La segunda etapa de la enfermedad fue la depresión, la más profunda depresión que la postró en una cama y la llevó, por primera vez, a ser hospitalizada. “Me sentía diferente a los otros. Me engordé. Era fea”. En este período cumplió los 15 años; conoció a Alejandro, su primer novio; estuvo en los scouts y se cambió de casa, de Manrique (“el barrio en el que vivimos toda la vida como pobres, pero felices”) a Itagüí, donde la vida se hizo insoportable. Su mamá, sola, sostenía a una familia de cinco y la plata no volvió a alcanzar. Terminaron en la ruina y a Mary la vida se hizo más oscura.
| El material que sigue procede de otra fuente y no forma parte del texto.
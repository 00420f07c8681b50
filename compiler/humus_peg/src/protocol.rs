//! Messages exchanged by every pattern actor.
//!
//! A pattern receives one [`Request`] and answers it exactly once, sending a
//! [`Success`] to `ok` or a [`Failure`] to `fail`.

use std::borrow::Cow;
use std::fmt;
use std::rc::Rc;

use smallvec::{smallvec, SmallVec};

use crate::actor::Actor;
use crate::cursor::{Cursor, Span};
use crate::value::MatchValue;

/// Ask a pattern to match at `input`.
pub struct Request<V: 'static> {
    pub input: Cursor<V>,
    pub ok: Actor<Success<V>>,
    pub fail: Actor<Failure<V>>,
}

impl<V: 'static> Request<V> {
    pub fn new(input: Cursor<V>, ok: Actor<Success<V>>, fail: Actor<Failure<V>>) -> Self {
        Request { input, ok, fail }
    }
}

impl<V: 'static> Clone for Request<V> {
    fn clone(&self) -> Self {
        Request {
            input: self.input.clone(),
            ok: self.ok.clone(),
            fail: self.fail.clone(),
        }
    }
}

/// A successful match: `start..end` was consumed and produced `value`.
#[derive(Clone, Debug)]
pub struct Success<V: 'static> {
    pub start: Cursor<V>,
    pub end: Cursor<V>,
    pub value: V,
}

impl<V: 'static> Success<V> {
    pub fn span(&self) -> Span {
        Span::new(self.start.position(), self.end.position())
    }

    /// Number of tokens consumed.
    pub fn consumed(&self) -> usize {
        self.end.offset().saturating_sub(self.start.offset())
    }
}

/// Something a failing pattern was looking for.
#[derive(Clone, Debug, PartialEq)]
pub enum Expected<V> {
    Token(V),
    Label(Cow<'static, str>),
    Rule(Rc<str>),
    AnyToken,
    EndOfInput,
}

impl<V: MatchValue> Expected<V> {
    pub fn describe(&self) -> String {
        match self {
            Expected::Token(v) => v.describe(),
            Expected::Label(label) => label.to_string(),
            Expected::Rule(name) => name.to_string(),
            Expected::AnyToken => "any token".to_owned(),
            Expected::EndOfInput => "end of input".to_owned(),
        }
    }
}

type ExpectedSet<V> = SmallVec<[Expected<V>; 2]>;

/// A failed match.
///
/// `position` is always where the failing pattern started. `furthest` is the
/// deepest cursor any primitive beneath it failed at, with `expected` listing
/// what would have been accepted there.
#[derive(Clone)]
pub struct Failure<V: 'static> {
    pub position: Cursor<V>,
    pub furthest: Cursor<V>,
    pub expected: ExpectedSet<V>,
}

impl<V: MatchValue> Failure<V> {
    /// Failure of a primitive at `position`.
    pub fn new(position: Cursor<V>, expected: Expected<V>) -> Self {
        Failure {
            furthest: position.clone(),
            position,
            expected: smallvec![expected],
        }
    }

    /// Failure without any recorded expectation.
    pub fn unexpected(position: Cursor<V>) -> Self {
        Failure {
            furthest: position.clone(),
            position,
            expected: SmallVec::new(),
        }
    }

    /// Move the reported position back to `start`, keeping the furthest
    /// point reached.
    #[must_use]
    pub fn at(mut self, start: Cursor<V>) -> Self {
        self.position = start;
        self
    }

    /// Combine with another failure of the same caller: the further one
    /// wins, and expectations at the same furthest offset are unioned.
    #[must_use]
    pub fn merge(mut self, other: Failure<V>) -> Self {
        let (ours, theirs) = (self.furthest.offset(), other.furthest.offset());
        if theirs > ours {
            self.furthest = other.furthest;
            self.expected = other.expected;
        } else if theirs == ours {
            for expected in other.expected {
                if !self.expected.contains(&expected) {
                    self.expected.push(expected);
                }
            }
        }
        self
    }

    /// A rule that failed without getting past its own start is reported by
    /// name instead of by the primitives inside it.
    #[must_use]
    pub fn relabel(mut self, rule: &Rc<str>) -> Self {
        if self.furthest.offset() == self.position.offset() {
            self.expected = smallvec![Expected::Rule(Rc::clone(rule))];
        }
        self
    }

    /// "expected a, b or c"
    pub fn expected_description(&self) -> String {
        let mut items: Vec<String> = self.expected.iter().map(Expected::describe).collect();
        items.dedup();
        match items.len() {
            0 => "unexpected input".to_owned(),
            1 => format!("expected {}", items[0]),
            n => {
                let head = items[..n - 1].join(", ");
                format!("expected {head} or {}", items[n - 1])
            }
        }
    }

    /// What was found at the furthest failure point.
    pub fn found(&self) -> String {
        match self.furthest.token() {
            Some(token) => token.describe(),
            None => "end of input".to_owned(),
        }
    }
}

impl<V: fmt::Debug + 'static> fmt::Debug for Failure<V> {
    fn fmt(&self, f: &mut fmt::Formatter<'_>) -> fmt::Result {
        f.debug_struct("Failure")
            .field("position", &self.position.position())
            .field("furthest", &self.furthest.position())
            .field("expected", &self.expected)
            .finish()
    }
}

impl<V: MatchValue> fmt::Display for Failure<V> {
    fn fmt(&self, f: &mut fmt::Formatter<'_>) -> fmt::Result {
        write!(
            f,
            "{} at {}, found {}",
            self.expected_description(),
            self.furthest.position(),
            self.found()
        )
    }
}

#[cfg(test)]
mod tests;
Sólo quería dormir —sólo quiere dormir— “para no pensar, para escapar”. En ese entonces ya estaba en la universidad, estudiando derecho, “una carrera que odio con toda mi alma, mi cuerpo, mi ser”, pero que se obligó a terminar como una especie de castigo. Lloraba días completos. “Si no me suicidé fue porque sabía que tenía que trabajar para que mi mamá no se muriera de hambre”.
Y el tercer período es el que está viviendo hoy. Aquí, en esta sala, con su mamá valiente y paciente a un costado, regañándola porque se está atreviendo a decir que “todos deberíamos tener el derecho a suicidarnos... para mí no habría nada mejor que no estar aquí, se me acabarían las deudas y se me quitaría el sueño”. Y José diciendo al otro lado de la sala: “Así como una persona tiene derecho a ser feliz, nosotros tenemos derecho a ser infelices, a vivir de esa manera”. Según Mary, su novio tiene un listado de por lo menos 800 formas de suicidarse “para el día en que se decida, ya saber cómo hacerlo”.
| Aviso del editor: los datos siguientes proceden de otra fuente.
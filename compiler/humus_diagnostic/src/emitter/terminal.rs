//! Terminal Emitter
//!
//! Human-readable diagnostic output with optional ANSI color support. When
//! the source text is attached, labels are drawn under the offending line:
//!
//! ```text
//! error[E1002]: expected ')', found end of input
//!   --> demo.hum:1:6
//!    |
//!  1 | (2, 3
//!    |      ^ expected ')'
//! ```

use std::io::{self, Write};

use crate::{Diagnostic, Label, Severity};

use super::DiagnosticEmitter;

/// ANSI color codes for terminal output.
mod colors {
    pub const ERROR: &str = "\x1b[1;31m"; // Bold red
    pub const WARNING: &str = "\x1b[1;33m"; // Bold yellow
    pub const NOTE: &str = "\x1b[1;36m"; // Bold cyan
    pub const BOLD: &str = "\x1b[1m";
    pub const SECONDARY: &str = "\x1b[1;34m"; // Bold blue
    pub const RESET: &str = "\x1b[0m";
}

/// Returns "s" for plural counts, "" for singular.
#[inline]
fn plural_s(count: usize) -> &'static str {
    if count == 1 {
        ""
    } else {
        "s"
    }
}

/// Color output mode for terminal emitter.
#[derive(Clone, Copy, Debug, Default, PartialEq, Eq)]
pub enum ColorMode {
    /// Colors when the output is a terminal.
    #[default]
    Auto,
    Always,
    Never,
}

impl ColorMode {
    /// `is_tty` only matters for `Auto`.
    pub fn should_use_colors(self, is_tty: bool) -> bool {
        match self {
            ColorMode::Auto => is_tty,
            ColorMode::Always => true,
            ColorMode::Never => false,
        }
    }
}

struct Source {
    name: String,
    text: String,
}

/// Terminal emitter with optional color support.
pub struct TerminalEmitter<W: Write> {
    writer: W,
    colors: bool,
    source: Option<Source>,
}

impl TerminalEmitter<io::Stderr> {
    pub fn stderr(mode: ColorMode, is_tty: bool) -> Self {
        TerminalEmitter::with_color_mode(io::stderr(), mode, is_tty)
    }
}

impl<W: Write> TerminalEmitter<W> {
    pub fn with_color_mode(writer: W, mode: ColorMode, is_tty: bool) -> Self {
        TerminalEmitter {
            writer,
            colors: mode.should_use_colors(is_tty),
            source: None,
        }
    }

    /// Attach the source text labels point into.
    #[must_use]
    pub fn with_source(mut self, name: impl Into<String>, text: impl Into<String>) -> Self {
        self.source = Some(Source {
            name: name.into(),
            text: text.into(),
        });
        self
    }

    /// Write text with optional ANSI color codes.
    fn write_colored(&mut self, text: &str, color: &str) {
        if self.colors {
            let _ = write!(self.writer, "{color}{text}{}", colors::RESET);
        } else {
            let _ = write!(self.writer, "{text}");
        }
    }

    fn write_severity(&mut self, severity: Severity) {
        let color = match severity {
            Severity::Error => colors::ERROR,
            Severity::Warning => colors::WARNING,
            Severity::Note => colors::NOTE,
        };
        self.write_colored(&severity.to_string(), color);
    }

    fn write_code(&mut self, code: &str) {
        self.write_colored(&format!("[{code}]"), colors::BOLD);
    }

    fn write_label(&mut self, label: &Label) {
        let color = if label.is_primary {
            colors::ERROR
        } else {
            colors::SECONDARY
        };
        let marker = if label.is_primary { "-->" } else { ":::" };
        let name = self.source.as_ref().map(|src| src.name.clone());

        let line = self.source.as_ref().and_then(|src| {
            src.text
                .split('\n')
                .nth(label.position.row)
                .map(|line| line.trim_end_matches('\r').to_owned())
        });
        let Some(line) = line else {
            // No source to quote: location and message only.
            let _ = write!(self.writer, "  {marker} {}: ", label.position);
            self.write_colored(&label.message, color);
            let _ = writeln!(self.writer);
            return;
        };

        let number = (label.position.row + 1).to_string();
        let gutter = " ".repeat(number.len() + 1);
        let _ = writeln!(
            self.writer,
            "{gutter}{marker} {}:{}",
            name.unwrap_or_default(),
            label.position
        );
        let _ = writeln!(self.writer, "{gutter} |");
        let _ = writeln!(self.writer, " {number} | {line}");

        // Tabs before the column keep their width so the caret lines up.
        let pad: String = line
            .chars()
            .chain(std::iter::repeat(' '))
            .take(label.position.col)
            .map(|c| if c == '\t' { '\t' } else { ' ' })
            .collect();
        let mark = if label.is_primary { "^" } else { "-" }.repeat(label.width.max(1));
        let _ = write!(self.writer, "{gutter} | {pad}");
        self.write_colored(&format!("{mark} {}", label.message), color);
        let _ = writeln!(self.writer);
    }
}

impl<W: Write> DiagnosticEmitter for TerminalEmitter<W> {
    fn emit(&mut self, diagnostic: &Diagnostic) {
        // Header: severity[CODE]: message
        self.write_severity(diagnostic.severity);
        self.write_code(diagnostic.code.as_str());
        let _ = writeln!(self.writer, ": {}", diagnostic.message);

        for label in &diagnostic.labels {
            self.write_label(label);
        }

        for note in &diagnostic.notes {
            let _ = write!(self.writer, "  = ");
            self.write_colored("note", colors::BOLD);
            let _ = writeln!(self.writer, ": {note}");
        }

        let _ = writeln!(self.writer);
    }

    fn flush(&mut self) {
        let _ = self.writer.flush();
    }

    fn emit_summary(&mut self, error_count: usize, warning_count: usize) {
        if error_count > 0 {
            self.write_colored("error", colors::ERROR);
            let error_part = if error_count == 1 {
                "previous error".to_string()
            } else {
                format!("{error_count} previous errors")
            };
            if warning_count > 0 {
                let _ = writeln!(
                    self.writer,
                    ": aborting due to {error_part}; {warning_count} warning{} emitted",
                    plural_s(warning_count)
                );
            } else {
                let _ = writeln!(self.writer, ": aborting due to {error_part}");
            }
        } else if warning_count > 0 {
            self.write_colored("warning", colors::WARNING);
            let _ = writeln!(
                self.writer,
                ": {warning_count} warning{} emitted",
                plural_s(warning_count)
            );
        }
    }
}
Mary trabaja en un call center. Un año atrás decidió dejar las medicinas porque “mi cuerpo no las soportaba más”. Seis meses después tuvo que ir a urgencias: llegó temblando y con un dolor de cabeza insoportable. José, en cambio, lleva un año sin tomar el tratamiento; renunció a él porque se cansó de seguirle el juego a este sistema de salud de largas filas, de negativas, de trámites interminables. Ahora la fórmula médica dice que Mary se debería tomar un coctel de once pastillas al día, pero sólo consume wellbutrin, que la mantiene estable, que le produce un zumbido en el oído que no cesa nunca.
Mary y José viven en una pequeña habitación y allí pasan la mayoría del tiempo solos. Solos, porque sienten que nadie más es capaz de comprender sus mentes. Solos con sus miedos y sus obsesiones, con sus insomnios y su amor.
* Mary Orozco le envió un e-mail a Piedad Bonnett luego de leer su libro, narrándole su propio drama. Intercambiaron varios correos y más tarde se conocieron en Medellín, en la Feria del Libro.